True or false? Students and anybody else in a public school have a right to quietly pray any time they want.
It’s true, but you wouldn’t know it if you listen to lawmakers in Virginia who are pushing legislation that would “codify students’ right to pray before, during and after school; organize prayer groups, clubs and events; wear religious clothing or accessories; and express religious viewpoints at school forums.”
Critics oppose the legislation on several grounds; they say that students already have a right to pray quietly whenever they want and to express religious viewpoints in school, and that supporters are seeking to “enshrine” Christianity in public life.
Here’s what true about school prayer, from Charles Haynes, director of the Religious Freedom Education Project at the Newseum, a First Amendment scholar who writes and speaks extensively on religious liberty and religion in American public life.
The claim that public schools are hostile to Christians
isn’t true.
Truth be told, students of all faiths are actually free to pray alone or in groups during the school day, as long as they don’t disrupt the school or interfere with the rights of others. Of course, the right to engage in voluntary prayer or religious discussion does not necessarily include the right to preach to a captive audience, like an assembly, or to compel other students to participate.
Visit public schools anywhere in America today and you’re likely to see kids praying around the flagpole, sharing their faith with classmates, reading scriptures in free time, forming religious clubs, and in other ways bringing God with them through the schoolhouse door each day.
As for celebrating Christmas, students are free to say “Merry Christmas,” give Christmas messages to others, and organize Christmas devotionals in student Christian clubs.
It’s true that some public school officials still misunderstand (or ignore) the First Amendment by censoring student religious expression that is protected under current law. But when challenged in court, they invariably lose.

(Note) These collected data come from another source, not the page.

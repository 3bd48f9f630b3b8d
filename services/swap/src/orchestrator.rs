//! Three-phase swap protocol: Estimate, Submit, Settle

use crate::error::{SettleError, SwapError};
use amm::{market_caps, PricingEngine};
use claims::ClaimCodec;
use message_queue::MessageQueue;
use serde::{Deserialize, Serialize};
use std::sync::Arc;
use storage::{PoolStore, SettlementGate, StoreError, TransactionLedger};
use tracing::{debug, error, info, instrument, warn};
use types::{
    Clock, LiquidityPool, SettlementMessage, SwapIntent, SwapQuote, Transaction, TransactionState,
};

/// Response of the Estimate phase
#[derive(Debug, Clone, PartialEq, Serialize, Deserialize)]
#[serde(rename_all = "camelCase")]
pub struct SwapEstimate {
    pub swap_quote: SwapQuote,
    pub swap_claim_token: String,
}

/// Result of handling one settlement message
#[derive(Debug, Clone, PartialEq)]
pub enum SettleOutcome {
    /// Pool updated with this quote
    Settled(SwapQuote),
    /// Message was not a settlement produced by Submit; dropped
    Discarded,
    /// Transaction already settled; pool untouched
    Duplicate,
}

#[derive(Debug, Clone)]
pub struct SwapOrchestrator {
    pools: Arc<dyn PoolStore>,
    ledger: Arc<dyn TransactionLedger>,
    queue: Arc<dyn MessageQueue>,
    claims: ClaimCodec,
    clock: Arc<dyn Clock>,
}

impl SwapOrchestrator {
    pub fn new(
        pools: Arc<dyn PoolStore>,
        ledger: Arc<dyn TransactionLedger>,
        queue: Arc<dyn MessageQueue>,
        claims: ClaimCodec,
        clock: Arc<dyn Clock>,
    ) -> Self {
        Self {
            pools,
            ledger,
            queue,
            claims,
            clock,
        }
    }

    /// Price `intent` against the current pool and issue a claim for it
    ///
    /// `request_id` becomes the claim's contract id, and later the
    /// transaction id. Nothing is persisted.
    #[instrument(skip(self, intent))]
    pub async fn estimate(
        &self,
        request_id: &str,
        intent: &SwapIntent,
    ) -> Result<SwapEstimate, SwapError> {
        let pool_name = intent.pool_name()?;
        let pool = self.pools.load(&pool_name).await.map_err(|e| match e {
            StoreError::NotFound { .. } => SwapError::pool_not_found(),
            other => SwapError::Store(other),
        })?;
        log_loaded(&pool);

        let swap_quote = PricingEngine::estimate(&pool, intent)?;
        let swap_claim_token = self
            .claims
            .issue(intent, request_id, self.clock.now())
            .await?;

        info!(
            pool = %pool_name,
            amount_in = %swap_quote.in_leg.amount,
            amount_out = %swap_quote.out_leg.amount,
            "Issued swap estimate"
        );
        Ok(SwapEstimate {
            swap_quote,
            swap_claim_token,
        })
    }

    /// Redeem a claim and hand it to settlement, returning the transaction id
    ///
    /// The ledger write is the single-use gate: of any number of Submits of one
    /// token, exactly one gets past it.
    #[instrument(skip_all)]
    pub async fn submit(&self, token: &str) -> Result<String, SwapError> {
        let claim = self.claims.open(token).await?;
        let now = self.clock.now();
        if claim.is_expired_at(now) {
            warn!(
                contract_id = %claim.contract_id,
                expires_at = %claim.expires_at,
                %now,
                "Swap claim is expired"
            );
            return Err(SwapError::Expired {
                contract_id: claim.contract_id,
                expired_at: claim.expires_at,
            });
        }

        self.ledger
            .create_if_absent(Transaction::started(&claim.contract_id, now))
            .await
            .map_err(|e| match e {
                StoreError::AlreadyExists { .. } => SwapError::claim_already_used(),
                other => SwapError::Store(other),
            })?;

        let message = SettlementMessage {
            contract_id: claim.contract_id.clone(),
            swap_intent: claim.swap_intent,
        };
        let payload = serde_json::to_vec(&message)
            .map_err(|e| message_queue::QueueError::publish_failed(e.to_string()))?;
        self.queue.publish(payload).await?;

        info!(transaction_id = %claim.contract_id, "Submitted swap for settlement");
        Ok(claim.contract_id)
    }

    /// Apply one settlement message to its pool
    ///
    /// Re-prices against the pool as it is now, so the executed amounts may
    /// differ from the estimate. The ledger moves STARTED to FINISHED before
    /// the pool is written; a redelivered message finds FINISHED and leaves
    /// the pool alone.
    #[instrument(skip_all)]
    pub async fn settle(&self, payload: &[u8]) -> Result<SettleOutcome, SettleError> {
        let message: SettlementMessage = match serde_json::from_slice(payload) {
            Ok(message) => message,
            Err(e) => {
                warn!(error = %e, size = payload.len(), "Discarding unreadable settlement message");
                return Ok(SettleOutcome::Discarded);
            }
        };
        let transaction_id = message.contract_id.as_str();

        let record = match self.ledger.load(transaction_id).await {
            Ok(record) => record,
            Err(StoreError::NotFound { .. }) => {
                warn!(transaction_id, "No transaction for settlement message");
                return Ok(SettleOutcome::Discarded);
            }
            Err(e) => return Err(e.into()),
        };
        if record.is_finished() {
            info!(transaction_id, "Transaction already settled");
            return Ok(SettleOutcome::Duplicate);
        }

        let intent = &message.swap_intent;
        let pool_name = match intent.pool_name() {
            Ok(name) => name,
            Err(e) => {
                warn!(transaction_id, error = %e, "Discarding settlement with invalid intent");
                return Ok(SettleOutcome::Discarded);
            }
        };
        let pool = self.pools.load(&pool_name).await.map_err(|e| match e {
            StoreError::NotFound { .. } => SettleError::PoolMissing(pool_name),
            other => SettleError::Store(other),
        })?;
        log_loaded(&pool);

        let quote = PricingEngine::estimate(&pool, intent)?;
        let now = self.clock.now();
        let updated = PricingEngine::apply(&pool, &quote, now)?;

        let finished = match self
            .ledger
            .finish_if_started(transaction_id, quote.clone(), now)
            .await
        {
            Ok(SettlementGate::Acquired(finished)) => finished,
            Ok(SettlementGate::AlreadyFinished) => {
                info!(transaction_id, "Lost settlement race, transaction already settled");
                return Ok(SettleOutcome::Duplicate);
            }
            Err(StoreError::NotFound { .. }) => return Ok(SettleOutcome::Discarded),
            Err(e) => return Err(e.into()),
        };

        if let Err(pool_error) = self.pools.overwrite(updated.clone(), true).await {
            return Err(match self.reopen(&record).await {
                Ok(()) => SettleError::Store(pool_error),
                Err(reopen_error) => {
                    error!(
                        transaction_id,
                        %pool_error,
                        %reopen_error,
                        "Transaction finished without pool update"
                    );
                    SettleError::Inconsistent {
                        transaction_id: transaction_id.to_string(),
                        pool_error,
                        reopen_error,
                    }
                }
            });
        }

        log_settled(&finished, &pool, &updated);
        Ok(SettleOutcome::Settled(quote))
    }

    /// Current ledger record for a submitted swap
    pub async fn get_transaction(&self, transaction_id: &str) -> Result<Transaction, SwapError> {
        self.ledger
            .load(transaction_id)
            .await
            .map_err(|e| match e {
                StoreError::NotFound { .. } => SwapError::transaction_not_found(),
                other => SwapError::Store(other),
            })
    }

    /// Put a transaction back to STARTED after its pool write failed, so the
    /// redelivered message can settle it
    async fn reopen(&self, started: &Transaction) -> Result<(), StoreError> {
        let record = Transaction {
            transaction_state: TransactionState::Started,
            applied_quote: None,
            time_completed: None,
            ..started.clone()
        };
        self.ledger.overwrite(record, false).await?;
        warn!(
            transaction_id = %started.transaction_id,
            "Pool write failed, transaction reopened for redelivery"
        );
        Ok(())
    }
}

fn log_loaded(pool: &LiquidityPool) {
    let (cap_one, cap_two) = market_caps(pool);
    debug!(pool = %pool.pool_name, %cap_one, %cap_two, "Loaded pool");
}

fn log_settled(finished: &Transaction, before: &LiquidityPool, after: &LiquidityPool) {
    let transaction_id = finished.transaction_id.as_str();
    debug!(
        transaction_id,
        before_one = %before.asset_one.amount,
        before_two = %before.asset_two.amount,
        after_one = %after.asset_one.amount,
        after_two = %after.asset_two.amount,
        "Pool supplies updated"
    );
    info!(
        transaction_id,
        pool = %after.pool_name,
        started_at = ?finished.time_started,
        completed_at = ?finished.time_completed,
        "Settled swap"
    );
}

In fact, contrary to culture-war mythology, there is more student religious speech and practice in public schools today than at any time in the past 100 years.
When politicians demonize the courts for banning God from schools, they count on public confusion about the First Amendment distinction between government speech promoting religion, which the establishment clause prohibits, and student speech promoting religion, which the free-exercise and free-speech clauses protect.
The U.S. Supreme Court has never ruled that kids can’t pray in school. What the Court has done and continues to do is to strike down school-sponsored prayers and devotional exercises as violations of religious liberty.
As a result of those decisions, school officials may not impose prayers, or organize prayer events, or turn the school auditorium into the local church for religious celebrations.
Students, however, aren’t the government; they can and often do openly pray and share their faith in public schools.